Learning deep representation of multityped objects and tasks
Truyen Tran, Dinh Phung, Svetha Venkatesh

TL;DR
This paper presents a deep multitask architecture that effectively integrates multityped representations of multimodal objects and heterogeneously typed tasks, improving performance in social image retrieval and concept prediction.
Contribution
The proposed deep model uniquely combines multityped features and supports heterogeneously typed tasks, advancing multimodal and multityped object representation learning.
Findings
Produces more compact representations
Effectively integrates multiviews and multimodalities
Performs competitively against baseline methods
Abstract
We introduce a deep multitask architecture to integrate multityped representations of multimodal objects.

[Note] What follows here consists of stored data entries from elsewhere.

//! Read and write transactions over a [`Db`] version.

use super::schema::{AnyChange, Db, TableRow};
use crate::error::Result;
use crate::memdb::{Change, IndexKey, Table};
use crate::store::StoreConfig;
use crate::watch::{Notifier, WatchKey, WatchPlanner, WatchSet};
use std::collections::{HashMap, HashSet};
use std::sync::Arc;

/// An isolated write transaction stamped with a write index.
///
/// Works on a private copy of the committed tables and records every
/// row-level change, coalesced per primary key in first-touch order.
/// Dropping it without handing it back to the store discards everything.
pub struct WriteTxn<'a> {
    db: Db,
    idx: u64,
    config: &'a StoreConfig,
    changes: Vec<AnyChange>,
    positions: HashMap<(&'static str, IndexKey), usize>,
    touched: HashSet<WatchKey>,
}

impl<'a> WriteTxn<'a> {
    pub(crate) fn new(db: Db, idx: u64, config: &'a StoreConfig) -> Self {
        Self {
            db,
            idx,
            config,
            changes: Vec::new(),
            positions: HashMap::new(),
            touched: HashSet::new(),
        }
    }

    /// The write index this transaction is stamped with.
    pub fn index(&self) -> u64 {
        self.idx
    }

    pub fn db(&self) -> &Db {
        &self.db
    }

    pub(crate) fn config(&self) -> &StoreConfig {
        self.config
    }

    pub fn table<R: TableRow>(&self) -> &Table<R> {
        R::table(&self.db)
    }

    pub fn get<R: TableRow>(&self, key: &IndexKey) -> Option<Arc<R>> {
        R::table(&self.db).get(key).cloned()
    }

    /// Insert or replace a row.
    pub fn insert<R: TableRow>(&mut self, row: R) -> Result<Arc<R>> {
        let table = Arc::make_mut(R::table_mut(&mut self.db));
        let (before, after) = table.insert(row)?;
        self.record(before, Some(Arc::clone(&after)));
        Ok(after)
    }

    /// Delete a row by primary key. Deleting a missing row is not a change.
    pub fn delete<R: TableRow>(&mut self, key: &IndexKey) -> Option<Arc<R>> {
        if R::table(&self.db).get(key).is_none() {
            return None;
        }
        let table = Arc::make_mut(R::table_mut(&mut self.db));
        let before = table.delete(key)?;
        self.record(Some(Arc::clone(&before)), None);
        Some(before)
    }

    fn record<R: TableRow>(&mut self, before: Option<Arc<R>>, after: Option<Arc<R>>) {
        let table = R::table(&self.db);
        let pk = match after.as_ref().or(before.as_ref()) {
            Some(row) => table.primary_key(row),
            None => return,
        };

        self.touched.insert(WatchKey::Table(R::TABLE));
        for row in before.iter().chain(after.iter()) {
            for (index, key) in table.index_entries(row) {
                self.touched.insert(WatchKey::index(R::TABLE, index, key));
            }
        }

        match self.positions.get(&(R::TABLE, pk.clone())) {
            Some(&pos) => {
                if let Some(change) = R::change_mut(&mut self.changes[pos]) {
                    change.after = after;
                }
            }
            None => {
                self.positions.insert((R::TABLE, pk), self.changes.len());
                self.changes.push(R::wrap(Change { before, after }));
            }
        }
    }

    /// Every change recorded so far.
    pub fn changes(&self) -> &[AnyChange] {
        &self.changes
    }

    pub fn has_changes(&self) -> bool {
        !self.changes.is_empty()
    }

    pub(crate) fn into_parts(self) -> (Db, Vec<AnyChange>, HashSet<WatchKey>) {
        (self.db, self.changes, self.touched)
    }
}

/// A read-only view of one committed version.
///
/// Never blocks writers. Watch handles armed through it fire on the
/// first commit after this version that touches their key.
pub struct ReadTxn {
    db: Arc<Db>,
    notifier: Arc<Notifier>,
    planner: WatchPlanner,
}

impl ReadTxn {
    pub(crate) fn new(db: Arc<Db>, notifier: Arc<Notifier>, planner: WatchPlanner) -> Self {
        Self { db, notifier, planner }
    }

    pub fn db(&self) -> &Db {
        &self.db
    }

    pub(crate) fn planner(&self) -> WatchPlanner {
        self.planner
    }

    /// Arm `key` into `ws`, if the caller is watching.
    pub(crate) fn arm(&self, ws: &mut Option<&mut WatchSet>, key: WatchKey) {
        if let Some(ws) = ws.as_deref_mut() {
            if !ws.contains(&key) {
                ws.add(self.notifier.watch(key, self.db.generation));
            }
        }
    }

    /// Arm a per-row key, degrading to `fallback` once the set is full.
    pub(crate) fn arm_row(&self, ws: &mut Option<&mut WatchSet>, key: WatchKey, fallback: WatchKey) {
        if let Some(set) = ws.as_deref_mut() {
            let chosen = self.planner.row_key(set, key, fallback);
            self.arm(ws, chosen);
        }
    }
}
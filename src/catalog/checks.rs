//! Health check upsert and delete.

use super::nodes::cas_matches;
use super::schema::check_key;
use super::txn::WriteTxn;
use crate::error::{Result, StoreError};
use crate::types::{HealthCheck, HealthStatus};
use std::sync::Arc;

impl WriteTxn<'_> {
    pub(crate) fn check_on_node(&self, node: &str, check_id: &str) -> Option<Arc<HealthCheck>> {
        self.get::<HealthCheck>(&check_key(node, check_id))
    }

    /// Upsert a health check.
    ///
    /// Service checks take the service's current name and tags. An
    /// unchanged check keeps its modify index but is rewritten, and the
    /// checks table index always moves. A critical check invalidates the
    /// sessions pinned to it.
    pub fn ensure_check(&mut self, check: HealthCheck) -> Result<()> {
        let mut hc = check;
        let owner = self.node_by_name(&hc.node).ok_or(StoreError::MissingNode)?;
        hc.node = owner.name.clone();

        let existing = self.check_on_node(&hc.node, &hc.check_id);
        let idx = self.index();
        match &existing {
            Some(current) => {
                hc.create_index = current.create_index;
                hc.modify_index = current.modify_index;
            }
            None => hc.create_index = idx,
        }

        let modified;
        if !hc.service_id.is_empty() {
            let svc = self
                .service_on_node(&hc.node, &hc.service_id)
                .ok_or(StoreError::MissingService)?;
            hc.service_name = svc.service.clone();
            hc.service_tags = svc.tags.clone();
            modified = !existing.as_ref().map_or(false, |c| c.is_same(&hc));
            if modified {
                self.update_service_index(&svc.service)?;
                self.update_service_kind_index(svc.kind)?;
            }
        } else {
            hc.service_name.clear();
            hc.service_tags.clear();
            modified = !existing.as_ref().map_or(false, |c| c.is_same(&hc));
            if modified {
                // Node checks are part of every service's health on the node.
                let node = hc.node.clone();
                self.update_all_service_indexes_of_node(&node)?;
            }
        }

        if hc.status == HealthStatus::Critical {
            self.invalidate_check_sessions(&hc.node, &hc.check_id)?;
        }

        if modified {
            hc.modify_index = idx;
        }
        self.insert(hc)?;
        self.update_checks_index()
    }

    /// Create-or-update a check under compare-and-swap on its modify index.
    pub fn ensure_check_cas(&mut self, check: HealthCheck) -> Result<bool> {
        let stored = self
            .check_on_node(&check.node, &check.check_id)
            .map(|c| c.modify_index);
        if !cas_matches(check.modify_index, stored) {
            return Ok(false);
        }
        self.ensure_check(check)?;
        Ok(true)
    }

    /// Delete a check and invalidate the sessions pinned to it.
    pub fn delete_check(&mut self, node: &str, check_id: &str) -> Result<()> {
        let hc = match self.check_on_node(node, check_id) {
            Some(hc) => hc,
            None => return Ok(()),
        };

        if !hc.service_id.is_empty() {
            if let Some(svc) = self.service_on_node(&hc.node, &hc.service_id) {
                self.update_service_index(&svc.service)?;
                self.update_service_kind_index(svc.kind)?;
            }
        } else {
            self.update_all_service_indexes_of_node(&hc.node)?;
            self.update_services_index()?;
        }

        self.delete::<HealthCheck>(&check_key(&hc.node, &hc.check_id));
        self.update_checks_index()?;
        self.invalidate_check_sessions(&hc.node, &hc.check_id)?;
        Ok(())
    }

    /// Delete a check only if its modify index equals `cidx`.
    pub fn delete_check_cas(&mut self, node: &str, check_id: &str, cidx: u64) -> Result<bool> {
        match self.check_on_node(node, check_id) {
            Some(hc) if hc.modify_index == cidx => {
                self.delete_check(node, check_id)?;
                Ok(true)
            }
            _ => Ok(false),
        }
    }
}

#[cfg(test)]
mod tests {
    use super::*;
    use crate::catalog::Db;
    use crate::store::StoreConfig;
    use crate::types::{Node, ServiceInstance};

    fn seeded(config: &StoreConfig) -> WriteTxn<'_> {
        let mut tx = WriteTxn::new(Db::new(), 1, config);
        tx.ensure_node(Node::new("n1", "10.0.0.1")).unwrap();
        tx.ensure_service("n1", ServiceInstance::new("web", 80).with_tags(&["v1"]))
            .unwrap();
        tx
    }

    #[test]
    fn test_missing_service() {
        let config = StoreConfig::default();
        let mut tx = seeded(&config);
        let check = HealthCheck::service_check("n1", "c1", "nope", HealthStatus::Passing);
        assert!(matches!(tx.ensure_check(check), Err(StoreError::MissingService)));
    }

    #[test]
    fn test_denormalizes_service_fields() {
        let config = StoreConfig::default();
        let mut tx = seeded(&config);
        tx.ensure_check(HealthCheck::service_check("n1", "c1", "web", HealthStatus::Passing))
            .unwrap();

        let hc = tx.check_on_node("n1", "c1").unwrap();
        assert_eq!(hc.service_name, "web");
        assert_eq!(hc.service_tags, vec!["v1".to_string()]);
    }

    #[test]
    fn test_unchanged_check_keeps_modify_index() {
        let config = StoreConfig::default();
        let mut tx = seeded(&config);
        tx.ensure_check(HealthCheck::node_check("n1", "c1", HealthStatus::Passing))
            .unwrap();
        let (db, _, _) = tx.into_parts();

        let mut tx = WriteTxn::new(db, 5, &config);
        tx.ensure_check(HealthCheck::node_check("n1", "c1", HealthStatus::Passing))
            .unwrap();
        let hc = tx.check_on_node("n1", "c1").unwrap();
        assert_eq!(hc.modify_index, 1);
        assert_eq!(tx.db().index_value("checks"), Some(5));
        assert_eq!(tx.db().index_value("service.web"), Some(1));
    }
}
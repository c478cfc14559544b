//! Error types for the catalog store.

use thiserror::Error;

/// Main error type for catalog operations.
#[derive(Debug, Error)]
pub enum StoreError {
    #[error("IO error: {0}")]
    Io(#[from] std::io::Error),

    #[error("Missing node registration")]
    MissingNode,

    #[error("Missing service registration")]
    MissingService,

    #[error("Node name {name} is reserved by node {existing_id} with name {existing_name}")]
    NodeNameConflict {
        name: String,
        existing_id: String,
        existing_name: String,
    },

    #[error("Validation error: {0}")]
    Validation(String),

    #[error("Check node {check_node:?} does not match node {node:?}")]
    CheckNodeMismatch { check_node: String, node: String },

    #[error("Unique constraint violated on {table}.{index}")]
    UniqueViolation {
        table: &'static str,
        index: &'static str,
    },

    #[error("Unknown index {table}.{index}")]
    UnknownIndex { table: &'static str, index: String },

    #[error("Serialization error: {0}")]
    Serialization(String),

    #[error("Deserialization error: {0}")]
    Deserialization(String),

    #[error("Corruption detected: {0}")]
    Corruption(String),

    #[error("Invalid snapshot format: {0}")]
    InvalidFormat(String),

    #[error("Checksum mismatch: expected {expected}, got {got}")]
    ChecksumMismatch { expected: u32, got: u32 },

    #[error("Invalid operation: {0}")]
    InvalidOperation(String),
}

impl From<serde_json::Error> for StoreError {
    fn from(e: serde_json::Error) -> Self {
        StoreError::Serialization(e.to_string())
    }
}

impl From<rmp_serde::encode::Error> for StoreError {
    fn from(e: rmp_serde::encode::Error) -> Self {
        StoreError::Serialization(e.to_string())
    }
}

impl From<rmp_serde::decode::Error> for StoreError {
    fn from(e: rmp_serde::decode::Error) -> Self {
        StoreError::Deserialization(e.to_string())
    }
}

/// Result type for catalog operations.
pub type Result<T> = std::result::Result<T, StoreError>;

This multitype exposition is less abstract than the multimodal characterization, but more machine-friendly, and thus is more precise to model. For example, an image can be described by multiple visual views, which can be in the forms of bag-of-words (counts) or color/texture histograms (real-valued). At the same time, the image may have several social tags, which are best described using a sparse binary vector. Our deep model takes as input multiple type-specific features, narrows the cross-modality semantic gaps, learns cross-type correlation, and produces a high-level homogeneous representation. At the same time, the model supports heterogeneously typed tasks. We demonstrate the capacity of the model on two applications: social image retrieval and multiple concept prediction. The…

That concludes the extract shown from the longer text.